Task:
When the line containing "repository e4b18110b3847057" appears in the entries below, begin printing there and stop after the line containing "use crate::output::PageCollector;"; print each of those lines exactly and no other line.

Supplied records:

= = =

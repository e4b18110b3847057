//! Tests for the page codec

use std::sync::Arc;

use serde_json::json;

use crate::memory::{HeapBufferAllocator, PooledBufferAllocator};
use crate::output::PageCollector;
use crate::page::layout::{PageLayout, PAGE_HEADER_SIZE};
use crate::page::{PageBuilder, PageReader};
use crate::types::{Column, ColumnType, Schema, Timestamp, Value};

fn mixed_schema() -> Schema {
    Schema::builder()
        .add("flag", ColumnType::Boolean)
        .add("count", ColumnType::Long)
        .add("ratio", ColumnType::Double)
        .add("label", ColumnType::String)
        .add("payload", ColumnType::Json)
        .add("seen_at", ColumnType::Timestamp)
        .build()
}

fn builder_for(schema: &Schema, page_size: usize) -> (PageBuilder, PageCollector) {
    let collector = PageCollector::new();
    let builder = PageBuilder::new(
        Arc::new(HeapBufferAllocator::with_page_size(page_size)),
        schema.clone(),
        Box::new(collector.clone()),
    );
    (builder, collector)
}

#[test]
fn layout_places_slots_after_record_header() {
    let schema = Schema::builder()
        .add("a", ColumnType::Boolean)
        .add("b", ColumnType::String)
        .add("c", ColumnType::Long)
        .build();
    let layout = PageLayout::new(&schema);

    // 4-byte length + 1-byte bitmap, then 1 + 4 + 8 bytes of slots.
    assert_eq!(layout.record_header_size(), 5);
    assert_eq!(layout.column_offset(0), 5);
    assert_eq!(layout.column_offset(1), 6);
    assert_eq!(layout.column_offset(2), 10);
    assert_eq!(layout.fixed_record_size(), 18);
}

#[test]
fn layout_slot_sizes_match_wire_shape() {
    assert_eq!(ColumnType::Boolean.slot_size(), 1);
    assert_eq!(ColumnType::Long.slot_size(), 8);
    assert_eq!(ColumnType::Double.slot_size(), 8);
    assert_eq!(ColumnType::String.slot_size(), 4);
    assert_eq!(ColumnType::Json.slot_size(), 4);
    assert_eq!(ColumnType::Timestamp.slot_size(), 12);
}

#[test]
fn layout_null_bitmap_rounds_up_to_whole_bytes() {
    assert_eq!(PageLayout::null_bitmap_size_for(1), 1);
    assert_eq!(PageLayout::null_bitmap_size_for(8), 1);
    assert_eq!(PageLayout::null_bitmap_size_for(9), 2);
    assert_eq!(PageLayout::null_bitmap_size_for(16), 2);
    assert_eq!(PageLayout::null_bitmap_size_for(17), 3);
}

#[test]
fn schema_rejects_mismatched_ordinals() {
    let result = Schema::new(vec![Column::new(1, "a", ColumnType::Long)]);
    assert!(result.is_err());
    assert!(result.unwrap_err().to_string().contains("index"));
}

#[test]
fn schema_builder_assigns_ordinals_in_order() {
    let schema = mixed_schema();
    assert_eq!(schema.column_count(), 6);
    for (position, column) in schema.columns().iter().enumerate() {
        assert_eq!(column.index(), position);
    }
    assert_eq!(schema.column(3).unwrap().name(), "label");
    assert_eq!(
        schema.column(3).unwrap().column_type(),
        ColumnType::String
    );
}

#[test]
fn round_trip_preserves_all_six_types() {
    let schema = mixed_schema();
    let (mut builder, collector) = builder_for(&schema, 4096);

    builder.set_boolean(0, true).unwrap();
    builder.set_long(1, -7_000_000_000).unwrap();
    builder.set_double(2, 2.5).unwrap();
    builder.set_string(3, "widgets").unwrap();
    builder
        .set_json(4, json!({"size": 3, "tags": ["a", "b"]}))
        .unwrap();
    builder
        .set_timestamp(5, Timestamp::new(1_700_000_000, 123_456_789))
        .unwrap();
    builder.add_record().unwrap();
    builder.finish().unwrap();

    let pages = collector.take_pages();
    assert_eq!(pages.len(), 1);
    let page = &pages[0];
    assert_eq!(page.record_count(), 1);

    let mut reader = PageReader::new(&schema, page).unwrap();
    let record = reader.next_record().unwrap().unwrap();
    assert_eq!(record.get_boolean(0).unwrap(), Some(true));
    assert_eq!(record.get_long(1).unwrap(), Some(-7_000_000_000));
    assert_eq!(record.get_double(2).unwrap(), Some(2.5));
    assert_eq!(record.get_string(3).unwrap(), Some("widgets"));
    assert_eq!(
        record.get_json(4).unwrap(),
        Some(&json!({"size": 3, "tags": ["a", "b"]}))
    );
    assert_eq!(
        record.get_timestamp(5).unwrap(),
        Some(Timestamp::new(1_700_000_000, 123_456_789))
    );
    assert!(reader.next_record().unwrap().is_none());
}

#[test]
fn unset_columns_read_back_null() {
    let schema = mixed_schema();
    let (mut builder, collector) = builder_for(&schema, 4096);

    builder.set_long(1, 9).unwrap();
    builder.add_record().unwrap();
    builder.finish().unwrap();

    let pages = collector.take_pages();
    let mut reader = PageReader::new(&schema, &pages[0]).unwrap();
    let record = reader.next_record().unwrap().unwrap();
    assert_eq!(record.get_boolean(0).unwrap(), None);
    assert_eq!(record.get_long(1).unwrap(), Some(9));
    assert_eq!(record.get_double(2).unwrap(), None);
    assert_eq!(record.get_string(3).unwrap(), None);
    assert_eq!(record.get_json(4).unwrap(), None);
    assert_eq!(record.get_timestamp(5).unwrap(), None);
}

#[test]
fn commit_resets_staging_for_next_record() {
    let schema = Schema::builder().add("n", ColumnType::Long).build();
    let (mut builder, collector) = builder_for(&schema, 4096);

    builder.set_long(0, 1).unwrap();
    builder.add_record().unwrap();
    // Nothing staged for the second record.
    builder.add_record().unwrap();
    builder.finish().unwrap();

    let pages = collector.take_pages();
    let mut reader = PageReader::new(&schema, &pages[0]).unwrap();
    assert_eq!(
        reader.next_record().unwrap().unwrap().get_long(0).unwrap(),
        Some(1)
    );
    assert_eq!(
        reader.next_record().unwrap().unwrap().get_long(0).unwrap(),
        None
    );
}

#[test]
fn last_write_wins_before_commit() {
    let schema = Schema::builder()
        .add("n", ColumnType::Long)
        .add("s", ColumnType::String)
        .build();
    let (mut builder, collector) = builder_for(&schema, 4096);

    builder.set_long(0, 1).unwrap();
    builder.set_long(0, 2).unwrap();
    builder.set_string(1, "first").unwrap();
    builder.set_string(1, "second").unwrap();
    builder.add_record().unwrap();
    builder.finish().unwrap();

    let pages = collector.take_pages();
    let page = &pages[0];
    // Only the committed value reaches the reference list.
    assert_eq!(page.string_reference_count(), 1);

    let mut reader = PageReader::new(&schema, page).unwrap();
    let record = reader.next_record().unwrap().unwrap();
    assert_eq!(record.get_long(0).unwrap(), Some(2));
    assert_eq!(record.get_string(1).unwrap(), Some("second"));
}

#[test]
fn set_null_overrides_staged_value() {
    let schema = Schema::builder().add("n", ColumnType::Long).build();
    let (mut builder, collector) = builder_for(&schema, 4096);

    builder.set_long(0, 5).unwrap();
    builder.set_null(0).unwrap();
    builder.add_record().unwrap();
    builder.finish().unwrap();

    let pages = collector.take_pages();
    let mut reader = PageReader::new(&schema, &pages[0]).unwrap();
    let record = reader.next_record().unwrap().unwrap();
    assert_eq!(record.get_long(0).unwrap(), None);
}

= = =

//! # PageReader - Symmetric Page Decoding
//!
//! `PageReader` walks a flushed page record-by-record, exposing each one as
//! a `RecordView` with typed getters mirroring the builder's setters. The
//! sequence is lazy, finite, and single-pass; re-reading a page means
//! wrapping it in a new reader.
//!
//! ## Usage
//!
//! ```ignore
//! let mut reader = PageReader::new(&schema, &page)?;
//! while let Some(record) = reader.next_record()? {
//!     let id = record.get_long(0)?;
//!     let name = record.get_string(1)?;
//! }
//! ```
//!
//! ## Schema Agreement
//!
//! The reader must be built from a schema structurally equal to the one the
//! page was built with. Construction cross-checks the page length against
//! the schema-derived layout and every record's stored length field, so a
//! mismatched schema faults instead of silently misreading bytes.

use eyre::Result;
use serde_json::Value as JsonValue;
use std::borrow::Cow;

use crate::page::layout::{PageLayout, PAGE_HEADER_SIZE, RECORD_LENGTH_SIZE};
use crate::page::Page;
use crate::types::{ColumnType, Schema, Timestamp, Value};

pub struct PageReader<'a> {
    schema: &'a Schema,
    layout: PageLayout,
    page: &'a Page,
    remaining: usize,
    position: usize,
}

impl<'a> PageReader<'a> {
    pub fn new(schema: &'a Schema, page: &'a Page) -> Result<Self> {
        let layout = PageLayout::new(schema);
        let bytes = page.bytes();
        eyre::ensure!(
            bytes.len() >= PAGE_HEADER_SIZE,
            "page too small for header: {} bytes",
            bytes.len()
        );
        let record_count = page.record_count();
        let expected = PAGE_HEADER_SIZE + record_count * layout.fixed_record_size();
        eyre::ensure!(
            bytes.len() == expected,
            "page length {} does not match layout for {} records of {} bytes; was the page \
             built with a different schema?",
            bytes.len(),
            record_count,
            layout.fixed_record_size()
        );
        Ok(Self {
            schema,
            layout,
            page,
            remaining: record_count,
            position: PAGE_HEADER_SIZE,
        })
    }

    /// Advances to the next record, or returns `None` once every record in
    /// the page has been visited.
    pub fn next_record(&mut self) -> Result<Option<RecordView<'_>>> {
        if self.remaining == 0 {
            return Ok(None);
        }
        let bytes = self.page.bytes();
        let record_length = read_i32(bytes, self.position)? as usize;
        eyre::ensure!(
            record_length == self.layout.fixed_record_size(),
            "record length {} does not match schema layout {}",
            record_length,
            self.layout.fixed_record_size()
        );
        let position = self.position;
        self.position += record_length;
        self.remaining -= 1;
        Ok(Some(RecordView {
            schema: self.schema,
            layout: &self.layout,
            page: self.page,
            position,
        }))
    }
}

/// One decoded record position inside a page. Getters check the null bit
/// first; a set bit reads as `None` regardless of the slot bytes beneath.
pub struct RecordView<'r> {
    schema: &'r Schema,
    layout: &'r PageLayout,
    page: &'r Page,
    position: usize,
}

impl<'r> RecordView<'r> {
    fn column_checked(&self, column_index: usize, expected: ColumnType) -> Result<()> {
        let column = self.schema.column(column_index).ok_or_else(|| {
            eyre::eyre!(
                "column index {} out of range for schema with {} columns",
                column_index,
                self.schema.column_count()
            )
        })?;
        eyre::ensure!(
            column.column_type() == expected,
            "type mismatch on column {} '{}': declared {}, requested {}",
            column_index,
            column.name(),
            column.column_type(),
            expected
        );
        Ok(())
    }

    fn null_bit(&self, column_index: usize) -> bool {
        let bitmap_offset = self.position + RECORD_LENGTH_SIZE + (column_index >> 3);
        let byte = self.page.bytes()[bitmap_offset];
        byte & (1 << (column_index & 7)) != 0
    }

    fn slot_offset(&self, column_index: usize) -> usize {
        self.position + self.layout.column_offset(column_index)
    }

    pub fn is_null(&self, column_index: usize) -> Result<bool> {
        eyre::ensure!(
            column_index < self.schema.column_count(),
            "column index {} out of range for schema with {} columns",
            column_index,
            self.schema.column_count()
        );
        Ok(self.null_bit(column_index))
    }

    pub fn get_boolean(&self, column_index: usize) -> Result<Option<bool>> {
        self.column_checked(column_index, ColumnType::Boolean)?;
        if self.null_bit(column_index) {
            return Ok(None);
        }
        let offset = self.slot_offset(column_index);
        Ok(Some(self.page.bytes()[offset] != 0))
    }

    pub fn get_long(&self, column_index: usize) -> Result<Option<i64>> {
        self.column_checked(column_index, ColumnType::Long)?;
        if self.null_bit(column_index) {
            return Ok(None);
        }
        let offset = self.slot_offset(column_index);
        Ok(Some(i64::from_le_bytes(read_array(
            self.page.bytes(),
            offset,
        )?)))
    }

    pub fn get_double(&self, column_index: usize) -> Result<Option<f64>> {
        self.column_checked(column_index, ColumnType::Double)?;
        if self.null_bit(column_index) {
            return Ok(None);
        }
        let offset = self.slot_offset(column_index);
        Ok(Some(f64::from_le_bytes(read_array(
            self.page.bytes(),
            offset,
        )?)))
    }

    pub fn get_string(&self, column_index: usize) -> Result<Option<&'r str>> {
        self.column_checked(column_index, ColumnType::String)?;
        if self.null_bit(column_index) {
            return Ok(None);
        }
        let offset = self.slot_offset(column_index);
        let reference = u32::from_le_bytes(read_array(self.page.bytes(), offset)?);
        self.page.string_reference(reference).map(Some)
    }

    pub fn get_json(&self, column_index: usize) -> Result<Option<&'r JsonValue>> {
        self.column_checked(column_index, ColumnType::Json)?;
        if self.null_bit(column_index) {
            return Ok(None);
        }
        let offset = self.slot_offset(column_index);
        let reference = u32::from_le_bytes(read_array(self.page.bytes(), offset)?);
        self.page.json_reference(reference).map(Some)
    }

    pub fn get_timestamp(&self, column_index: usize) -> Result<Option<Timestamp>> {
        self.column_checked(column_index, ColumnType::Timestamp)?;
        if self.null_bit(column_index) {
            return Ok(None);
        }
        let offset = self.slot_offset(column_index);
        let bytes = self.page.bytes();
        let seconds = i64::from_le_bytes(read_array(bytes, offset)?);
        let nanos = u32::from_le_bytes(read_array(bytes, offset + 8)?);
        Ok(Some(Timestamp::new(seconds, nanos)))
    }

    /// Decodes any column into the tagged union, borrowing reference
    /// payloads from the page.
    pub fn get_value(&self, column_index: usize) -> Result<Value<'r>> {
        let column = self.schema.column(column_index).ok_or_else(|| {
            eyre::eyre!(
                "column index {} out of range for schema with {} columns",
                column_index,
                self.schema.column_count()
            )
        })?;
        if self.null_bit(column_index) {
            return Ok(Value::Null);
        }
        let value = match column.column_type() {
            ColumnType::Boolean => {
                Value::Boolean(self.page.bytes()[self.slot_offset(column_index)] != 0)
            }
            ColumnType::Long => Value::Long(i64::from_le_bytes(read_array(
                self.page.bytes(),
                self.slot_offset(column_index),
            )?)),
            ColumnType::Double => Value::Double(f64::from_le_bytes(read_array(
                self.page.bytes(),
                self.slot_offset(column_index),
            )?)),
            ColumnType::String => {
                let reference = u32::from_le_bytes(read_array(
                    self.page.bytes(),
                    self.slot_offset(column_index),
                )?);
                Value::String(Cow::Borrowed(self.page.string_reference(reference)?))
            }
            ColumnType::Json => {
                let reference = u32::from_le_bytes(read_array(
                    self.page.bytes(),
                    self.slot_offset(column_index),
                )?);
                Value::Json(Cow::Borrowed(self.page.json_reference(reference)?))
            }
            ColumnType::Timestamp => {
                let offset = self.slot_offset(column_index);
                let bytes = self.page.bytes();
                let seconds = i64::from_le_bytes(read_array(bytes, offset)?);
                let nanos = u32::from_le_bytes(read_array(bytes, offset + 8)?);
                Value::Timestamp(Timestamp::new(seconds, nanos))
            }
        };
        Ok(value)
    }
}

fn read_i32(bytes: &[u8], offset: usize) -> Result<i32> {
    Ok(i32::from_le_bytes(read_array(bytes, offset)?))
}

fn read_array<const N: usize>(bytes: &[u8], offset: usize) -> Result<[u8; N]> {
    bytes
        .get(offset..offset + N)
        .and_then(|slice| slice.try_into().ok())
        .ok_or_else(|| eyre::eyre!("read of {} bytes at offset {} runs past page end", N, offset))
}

= = =

Solution for this problem:
repository e4b18110b3847057
//! Tests for the page codec

use std::sync::Arc;

use serde_json::json;

use crate::memory::{HeapBufferAllocator, PooledBufferAllocator};
use crate::output::PageCollector;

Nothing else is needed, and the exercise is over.